━━ Record set

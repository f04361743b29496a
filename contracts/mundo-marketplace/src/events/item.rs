use near_sdk::AccountId;

use super::ITEM;
use super::builder::EventBuilder;
use crate::catalog::Item;

pub fn emit_item_listed(owner_id: &AccountId, item: &Item) {
    EventBuilder::new(ITEM, "item_listed", owner_id)
        .field("item_id", item.id)
        .field("name", item.name.as_str())
        .field("category", item.category.as_str())
        .field("cost", item.cost)
        .field("rating", u32::from(item.rating))
        .field("stock", item.stock)
        .emit();
}
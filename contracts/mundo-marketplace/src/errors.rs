//! Typed errors for the marketplace contract.
//!
//! Public methods return `Result<_, MarketplaceError>` under
//! `#[handle_result]`; an `Err` aborts the call through `env::panic_str()`
//! with the `Display` message, which rolls back every write of the call.

use near_sdk_macros::NearSchema;

#[derive(NearSchema, near_sdk::FunctionError)]
#[abi(json)]
#[derive(Debug, Clone, PartialEq, Eq, serde::Serialize)]
pub enum MarketplaceError {
    /// Caller is not the contract owner.
    Unauthorized(String),
    /// A supplied field violates its declared constraint.
    InvalidArgument(String),
    /// Lookup outside the populated range.
    NotFound(String),
    /// Change call made without exactly 1 yoctoNEAR attached.
    InsufficientDeposit(String),
    /// Internal invariant violation (should never happen).
    InternalError(String),
}

impl std::fmt::Display for MarketplaceError {
    fn fmt(&self, f: &mut std::fmt::Formatter<'_>) -> std::fmt::Result {
        match self {
            Self::Unauthorized(msg) => write!(f, "Unauthorized: {}", msg),
            Self::InvalidArgument(msg) => write!(f, "Invalid argument: {}", msg),
            Self::NotFound(msg) => write!(f, "Not found: {}", msg),
            Self::InsufficientDeposit(msg) => write!(f, "Insufficient deposit: {}", msg),
            Self::InternalError(msg) => write!(f, "Internal error: {}", msg),
        }
    }
}

impl MarketplaceError {
    pub fn only_owner(what: &str) -> Self {
        Self::Unauthorized(format!("Only {} can perform this action", what))
    }
    pub fn item_not_found(id: u64) -> Self {
        Self::NotFound(format!("Item {} does not exist", id))
    }
}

━━━━

Problem to solve: Print the records above exactly as they appear.

Response box:
repository f04361743b29496a
filename contracts/mundo-marketplace/src/events/item.rs
use near_sdk::AccountId;

use super::ITEM;
use super::builder::EventBuilder;
use crate::catalog::Item;

pub fn emit_item_listed(owner_id: &AccountId, item: &Item) {
    EventBuilder::new(ITEM, "item_listed", owner_id)
        .field("item_id", item.id)
        .field("name", item.name.as_str())
        .field("category", item.category.as_str())
        .field("cost", item.cost)
        .field("rating", u32::from(item.rating))
        .field("stock", item.stock)
        .emit();
}
filename contracts/mundo-marketplace/src/errors.rs
//! Typed errors for the marketplace contract.
//!
//! Public methods return `Result<_, MarketplaceError>` under
//! `#[handle_result]`; an `Err` aborts the call through `env::panic_str()`
//! with the `Display` message, which rolls back every write of the call.

use near_sdk_macros::NearSchema;

#[derive(NearSchema, near_sdk::FunctionError)]
#[abi(json)]
#[derive(Debug, Clone, PartialEq, Eq, serde::Serialize)]
pub enum MarketplaceError {
    /// Caller is not the contract owner.
    Unauthorized(String),
    /// A supplied field violates its declared constraint.
    InvalidArgument(String),
    /// Lookup outside the populated range.
    NotFound(String),
    /// Change call made without exactly 1 yoctoNEAR attached.
    InsufficientDeposit(String),
    /// Internal invariant violation (should never happen).
    InternalError(String),
}

impl std::fmt::Display for MarketplaceError {
    fn fmt(&self, f: &mut std::fmt::Formatter<'_>) -> std::fmt::Result {
        match self {
            Self::Unauthorized(msg) => write!(f, "Unauthorized: {}", msg),
            Self::InvalidArgument(msg) => write!(f, "Invalid argument: {}", msg),
            Self::NotFound(msg) => write!(f, "Not found: {}", msg),
            Self::InsufficientDeposit(msg) => write!(f, "Insufficient deposit: {}", msg),
            Self::InternalError(msg) => write!(f, "Internal error: {}", msg),
        }
    }
}

impl MarketplaceError {
    pub fn only_owner(what: &str) -> Self {
        Self::Unauthorized(format!("Only {} can perform this action", what))
    }
    pub fn item_not_found(id: u64) -> Self {
        Self::NotFound(format!("Item {} does not exist", id))
    }
}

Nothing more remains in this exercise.